- Film poster
- Directed by: Nick Giannopoulos
- Written by: Nick Giannopoulos Chris Anastassides Ray Boseley
- Produced by: Nick Giannopoulos Tom Burstall
- Starring: Nick Giannopoulos Russell Dykstra Isla Fisher Ryan Johnson Michael Carman Lena Cruz Tony Nikolakopoulos Costas Kilias Chantal Contouri Felix Williamson Bert Newton Rove McManus
- Music by: David Hirschfelder
- Production company: Macquarie Film Corporation
- Distributed by: Hoyts
- Release date: 2003;
- Running time: 92 minutes
- Country: Australia
- Language: English
- Box office: $1,227,588

= The Wannabes =

The Wannabes, titled Criminal Ways in the United States, is a 2003 Australian comedy film starring Nick Giannopoulos, Russell Dykstra, Isla Fisher, Ryan Johnson, Michael Carman, Lena Cruz, Tony Nikolakopoulos, Costas Kilias, Chantal Contouri and Felix Williamson. Rove McManus also appears in the film as himself, promoting The Wannabes on his TV show Rove Live.

==Cast==
- Nick Giannopoulos as Danny
- Russell Dykstra as Marcus
- Isla Fisher as Kirsty
- Ryan Johnson as Hammer
- Michael Carman as Jimmy King
- Lena Cruz as Aurora van Dyke
- Tony Nikolakopoulos
- Costas Kilias as Adrian
- Chantal Contouri as Sally
- Felix Williamson
- Bert Newton as Himself
- Rove McManus as Himself
- Terry Gill as Barney the Bear

==Plot==
Danny (Nick Giannopoulos) is a talentless, yet clumsy, and therefore awkward entertainer who is hired by Marcus (Russell Dykstra) and his motley crew to turn them into the biggest kids' group since the Wiggles, the Hooley Dooleys, Hi-5, Bananas in Pyjamas, Play School, and Barney the Bear (a knock-off of Humphrey B. Bear). But while Danny is training them to become The Wannabes, they're secretly planning to use their new identity as cover to pull off a heist of a diamond necklace from the very rich Aurora Van Dyke (Lena Cruz). Aurora has hosted a party for her grandchild, and booked all the best child entertainers in town to perform, and as The Wannabes prepare for the show, two of the characters steal the necklace.

The burglary doesn't go as planned, so they ditch the necklace and escape the scene without being caught. But after the escapade something totally unexpected happens; they end up becoming the hottest kids' band in the country. They even have The Wannabes merchandise and posters, etc.; they release an album and even do a performance on the Australian show Rove Live. Their fame continues to build until Aurora Van Dyke discovers they were the people responsible for trying to steal her necklace. After some escapades including abduction and rescuing, The Wannabes discover crime doesn't pay, but kids' bands do.

==Reception==
Australian critics have generally given the film a negative reception.
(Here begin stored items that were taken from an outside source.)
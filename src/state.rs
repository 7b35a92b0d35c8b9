//! Shared handler state, built once at startup from [`AppConfig`].

use crate::{
    config::{AppConfig, BackendConfig},
    services::{
        local_store::LocalStore, s3_store::S3Store, storage::ObjectStore,
        upload_service::UploadService, worker_service::WorkerService,
    },
};
use std::sync::Arc;

/// The configured object store, plus the concrete local backend when it is
/// the one in use (the API serves its signed URLs).
#[derive(Clone)]
pub struct StoreHandle {
    pub store: Arc<dyn ObjectStore>,
    pub local: Option<Arc<LocalStore>>,
}

impl StoreHandle {
    pub fn from_config(cfg: &AppConfig) -> Self {
        match &cfg.backend {
            BackendConfig::S3(settings) => Self {
                store: Arc::new(S3Store::connect(settings)),
                local: None,
            },
            BackendConfig::Local {
                storage_dir,
                public_url,
                signing_secret,
            } => Self::local(LocalStore::new(
                storage_dir.clone(),
                public_url.clone(),
                signing_secret.clone(),
            )),
        }
    }

    pub fn local(store: LocalStore) -> Self {
        let local = Arc::new(store);
        Self {
            store: local.clone(),
            local: Some(local),
        }
    }
}

/// State of the upload/retrieve API.
#[derive(Clone)]
pub struct ApiState {
    pub uploads: UploadService,
    pub local_store: Option<Arc<LocalStore>>,
}

impl ApiState {
    pub fn new(handle: StoreHandle, source_bucket: &str, destination_bucket: &str) -> Self {
        Self {
            uploads: UploadService::new(handle.store, source_bucket, destination_bucket),
            local_store: handle.local,
        }
    }

    pub fn from_config(cfg: &AppConfig) -> Self {
        Self::new(
            StoreHandle::from_config(cfg),
            &cfg.source_bucket,
            &cfg.destination_bucket,
        )
    }
}

/// Build the worker from configuration.
pub fn worker_from_config(cfg: &AppConfig) -> WorkerService {
    let handle = StoreHandle::from_config(cfg);
    WorkerService::new(handle.store, cfg.destination_bucket.clone(), cfg.sorted_hsv)
}
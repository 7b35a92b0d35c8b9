//! Data models shared by the API and the transform worker.
//!
//! None of these types are persisted on their own; the object store holds
//! only keys and bytes, and these types describe the keys, the HTTP bodies
//! and the event notifications that flow between the two processes.

pub mod api;
pub mod event;
pub mod variant;
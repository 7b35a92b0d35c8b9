//! The transform worker: turns one storage-creation event into the derived
//! variants of the created object.
//!
//! Every record is handled as a single unit. The source object is downloaded
//! and decoded once, then each variant is computed, JPEG-encoded and uploaded
//! in a fixed order. The first failure ends the invocation; variants already
//! written stay in place and nothing is retried.

use crate::{
    models::{
        event::{InvocationResult, StorageEvent, StorageEventRecord},
        variant::VariantTag,
    },
    services::{
        image_service::{self, ImageError},
        storage::ObjectStore,
    },
};
use anyhow::{Context, Result, bail};
use bytes::Bytes;
use image::{DynamicImage, RgbImage};
use std::sync::Arc;
use tracing::{error, info, instrument};

/// Handle shared by every worker invocation.
#[derive(Clone)]
pub struct WorkerService {
    store: Arc<dyn ObjectStore>,
    destination_bucket: String,
    sorted_hsv: bool,
}

impl WorkerService {
    pub fn new(
        store: Arc<dyn ObjectStore>,
        destination_bucket: impl Into<String>,
        sorted_hsv: bool,
    ) -> Self {
        Self {
            store,
            destination_bucket: destination_bucket.into(),
            sorted_hsv,
        }
    }

    pub fn destination_bucket(&self) -> &str {
        &self.destination_bucket
    }

    pub fn store(&self) -> &Arc<dyn ObjectStore> {
        &self.store
    }

    /// Tags this worker writes for each record, in upload order.
    pub fn tags(&self) -> Vec<VariantTag> {
        let mut tags = VariantTag::CORE.to_vec();
        if self.sorted_hsv {
            tags.extend(VariantTag::SORTED_HSV);
        }
        tags
    }

    /// Run one invocation and fold any error into a 500 result.
    pub async fn handle_event(&self, event: &StorageEvent) -> InvocationResult {
        match self.process_event(event).await {
            Ok(()) => InvocationResult::success(),
            Err(err) => {
                error!("Error processing request: {:#}", err);
                InvocationResult::failure(&err)
            }
        }
    }

    /// Process every record of the envelope, one after another.
    pub async fn process_event(&self, event: &StorageEvent) -> Result<()> {
        if event.records.is_empty() {
            bail!("event contains no records");
        }

        for record in &event.records {
            if !record.is_object_created() {
                info!(
                    event = record.event_name.as_deref().unwrap_or_default(),
                    bucket = %record.bucket(),
                    "skipping non-creation record"
                );
                continue;
            }
            self.process_record(record).await?;
        }
        Ok(())
    }

    #[instrument(skip_all, fields(bucket = %record.bucket(), key = %record.object_key()))]
    pub async fn process_record(&self, record: &StorageEventRecord) -> Result<()> {
        let source_bucket = record.bucket();
        let object_key = record.object_key();

        let data = self
            .store
            .get_object(source_bucket, &object_key)
            .await
            .with_context(|| format!("downloading {source_bucket}/{object_key}"))?;

        let tags = self.tags();
        let variants = tokio::task::spawn_blocking(move || render_variants(&data, &tags))
            .await
            .context("image transform task panicked")??;

        for (tag, encoded) in variants {
            self.upload_processed_image(&object_key, tag, encoded).await?;
        }

        info!("processed {} variants", self.tags().len());
        Ok(())
    }

    /// Store one encoded variant under `<tag>/<object_key>` in the destination bucket.
    pub async fn upload_processed_image(
        &self,
        object_key: &str,
        tag: VariantTag,
        encoded: Vec<u8>,
    ) -> Result<()> {
        let key = tag.key_for(object_key);
        self.store
            .put_object(
                &self.destination_bucket,
                &key,
                Bytes::from(encoded),
                "image/jpeg",
            )
            .await
            .with_context(|| format!("uploading {tag} variant to {}", key))?;
        Ok(())
    }
}

/// Decode `data` and produce the JPEG bytes of each requested variant.
///
/// Encoding happens before any upload starts, so a record whose source cannot
/// be decoded or encoded writes nothing.
fn render_variants(
    data: &[u8],
    tags: &[VariantTag],
) -> Result<Vec<(VariantTag, Vec<u8>)>, ImageError> {
    let source = image_service::decode_rgb(data)?;
    let (red, green, blue) = image_service::create_channel_images(&source);
    let mut rendered = vec![
        (VariantTag::Red, DynamicImage::ImageRgb8(red)),
        (VariantTag::Green, DynamicImage::ImageRgb8(green)),
        (VariantTag::Blue, DynamicImage::ImageRgb8(blue)),
        (
            VariantTag::Bw,
            DynamicImage::ImageLuma8(image_service::create_bw_image(&source)),
        ),
        (
            VariantTag::Inverted,
            DynamicImage::ImageRgb8(image_service::create_inverted_image(&source)),
        ),
    ];

    if tags.iter().any(|t| VariantTag::SORTED_HSV.contains(t)) {
        rendered.extend(sorted_hsv_variants(&source));
    }

    rendered
        .into_iter()
        .filter(|(tag, _)| tags.contains(tag))
        .map(|(tag, img)| image_service::encode_jpeg(img).map(|bytes| (tag, bytes)))
        .collect()
}

fn sorted_hsv_variants(source: &RgbImage) -> [(VariantTag, DynamicImage); 3] {
    let (hue, saturation, brightness) = image_service::create_sorted_hsv_images(source);
    [
        (VariantTag::SortedHue, DynamicImage::ImageLuma8(hue)),
        (VariantTag::SortedSaturation, DynamicImage::ImageLuma8(saturation)),
        (VariantTag::SortedBrightness, DynamicImage::ImageLuma8(brightness)),
    ]
}

#[cfg(test)]
mod tests {
    use super::*;
    use crate::models::event::{S3Bucket, S3Entity, S3Object};
    use crate::services::local_store::LocalStore;
    use image::{ImageFormat, Rgb};
    use std::io::Cursor;
    use url::Url;

    fn png_bytes() -> Vec<u8> {
        let img = RgbImage::from_fn(8, 6, |x, y| Rgb([(x * 30) as u8, (y * 40) as u8, 200]));
        let mut buf = Cursor::new(Vec::new());
        DynamicImage::ImageRgb8(img)
            .write_to(&mut buf, ImageFormat::Png)
            .unwrap();
        buf.into_inner()
    }

    fn record(bucket: &str, key: &str) -> StorageEventRecord {
        StorageEventRecord {
            event_name: Some("ObjectCreated:Put".into()),
            s3: S3Entity {
                bucket: S3Bucket { name: bucket.into() },
                object: S3Object { key: key.into() },
            },
        }
    }

    fn worker(dir: &std::path::Path, sorted_hsv: bool) -> (WorkerService, Arc<dyn ObjectStore>) {
        let store: Arc<dyn ObjectStore> = Arc::new(LocalStore::new(
            dir,
            Url::parse("http://localhost:3000").unwrap(),
            "secret",
        ));
        (WorkerService::new(store.clone(), "outputs", sorted_hsv), store)
    }

    #[tokio::test]
    async fn writes_every_core_variant() {
        let dir = tempfile::tempdir().unwrap();
        let (worker, store) = worker(dir.path(), false);
        store
            .put_object("uploads", "cat.png", Bytes::from(png_bytes()), "image/png")
            .await
            .unwrap();

        let event = StorageEvent {
            records: vec![record("uploads", "cat.png")],
        };
        let result = worker.handle_event(&event).await;
        assert_eq!(result, InvocationResult::success());

        for key in [
            "red/cat.png",
            "green/cat.png",
            "blue/cat.png",
            "bw/cat.png",
            "inverted/cat.png",
        ] {
            let bytes = store.get_object("outputs", key).await.unwrap();
            let decoded = image::load_from_memory(&bytes).unwrap();
            assert_eq!((decoded.width(), decoded.height()), (8, 6), "{key}");
        }

        let bw = image::load_from_memory(&store.get_object("outputs", "bw/cat.png").await.unwrap())
            .unwrap();
        assert_eq!(bw.color(), image::ColorType::L8);
        assert!(store.head_object("outputs", "sortedHue/cat.png").await.is_err());
    }

    #[tokio::test]
    async fn sorted_hsv_variants_are_opt_in() {
        let dir = tempfile::tempdir().unwrap();
        let (worker, store) = worker(dir.path(), true);
        store
            .put_object("uploads", "cat.png", Bytes::from(png_bytes()), "image/png")
            .await
            .unwrap();

        worker
            .process_record(&record("uploads", "cat.png"))
            .await
            .unwrap();

        for key in ["sortedHue/cat.png", "sortedSaturation/cat.png", "sortedBrightness/cat.png"] {
            store.head_object("outputs", key).await.unwrap();
        }
    }

    #[tokio::test]
    async fn decodes_encoded_event_keys() {
        let dir = tempfile::tempdir().unwrap();
        let (worker, store) = worker(dir.path(), false);
        store
            .put_object("uploads", "original_my cat.png", Bytes::from(png_bytes()), "image/png")
            .await
            .unwrap();

        worker
            .process_record(&record("uploads", "original_my+cat.png"))
            .await
            .unwrap();
        store
            .head_object("outputs", "red/original_my cat.png")
            .await
            .unwrap();
    }

    #[tokio::test]
    async fn missing_source_fails_invocation() {
        let dir = tempfile::tempdir().unwrap();
        let (worker, _store) = worker(dir.path(), false);

        let event = StorageEvent {
            records: vec![record("uploads", "ghost.png")],
        };
        let result = worker.handle_event(&event).await;
        assert_eq!(result.status_code, 500);
        assert!(result.body.starts_with("Error processing request: downloading uploads/ghost.png"));
    }

    #[tokio::test]
    async fn undecodable_source_writes_nothing() {
        let dir = tempfile::tempdir().unwrap();
        let (worker, store) = worker(dir.path(), false);
        store
            .put_object("uploads", "notes.png", Bytes::from_static(b"plain text"), "image/png")
            .await
            .unwrap();

        let err = worker
            .process_record(&record("uploads", "notes.png"))
            .await
            .unwrap_err();
        assert!(err.downcast_ref::<ImageError>().is_some());
        assert!(store.head_object("outputs", "red/notes.png").await.is_err());
    }

    #[tokio::test]
    async fn removal_records_are_skipped() {
        let dir = tempfile::tempdir().unwrap();
        let (worker, store) = worker(dir.path(), false);

        let mut removed = record("uploads", "gone.png");
        removed.event_name = Some("ObjectRemoved:Delete".into());
        let result = worker
            .handle_event(&StorageEvent {
                records: vec![removed],
            })
            .await;
        assert_eq!(result, InvocationResult::success());
        assert!(store.head_object("outputs", "red/gone.png").await.is_err());
    }

    #[tokio::test]
    async fn empty_envelope_is_rejected() {
        let dir = tempfile::tempdir().unwrap();
        let (worker, _store) = worker(dir.path(), false);

        let result = worker.handle_event(&StorageEvent { records: vec![] }).await;
        assert_eq!(result.status_code, 500);
        assert_eq!(result.body, "Error processing request: event contains no records");
    }
}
Luke Buckmaster of In Film Australia wrote "This agitating juvenile comedy slides on a downwards trajectory into the wastelands of bad comedy and poor screen writing. (Writer and director Nick Giannopoulos) never decides who The Wannabes is intended for -- is it a movie for grown ups? Is it a movie for kids? The film's tonal indecision subsequently renders it inappropriate for any specific demographic."

Movie critic and editor of Film Inc magazine, Erin Free described The Wannabes as "More or less a comic abomination. That's a complete failure, that film."

Australian DVD review website Michael D's Region 4 DVD Info Page noted that it is "dripping with countless and obvious faults in both its concept and execution. For example, the script is so poorly written and constructed, that I am astounded that it was ever green-lit for filming in that condition."

MaryAnn Johanson from the Flick Filosopher described the film as "a terrifying attempt at a children's movie... or a horrible attempt at satire. It's hard to tell which -- either way, you should run in the other direction as fast as you can and never look back. Maybe it's a cultural thing, but this is one of the worst films I've ever seen." But there have been some good reviews. People magazine told us it was a weird hilarious movie. OK magazine said Nick Giannopoulos gave it a great go and succeeded.

==Box office==
The Wannabes grossed $1,227,588 at the box office in Australia.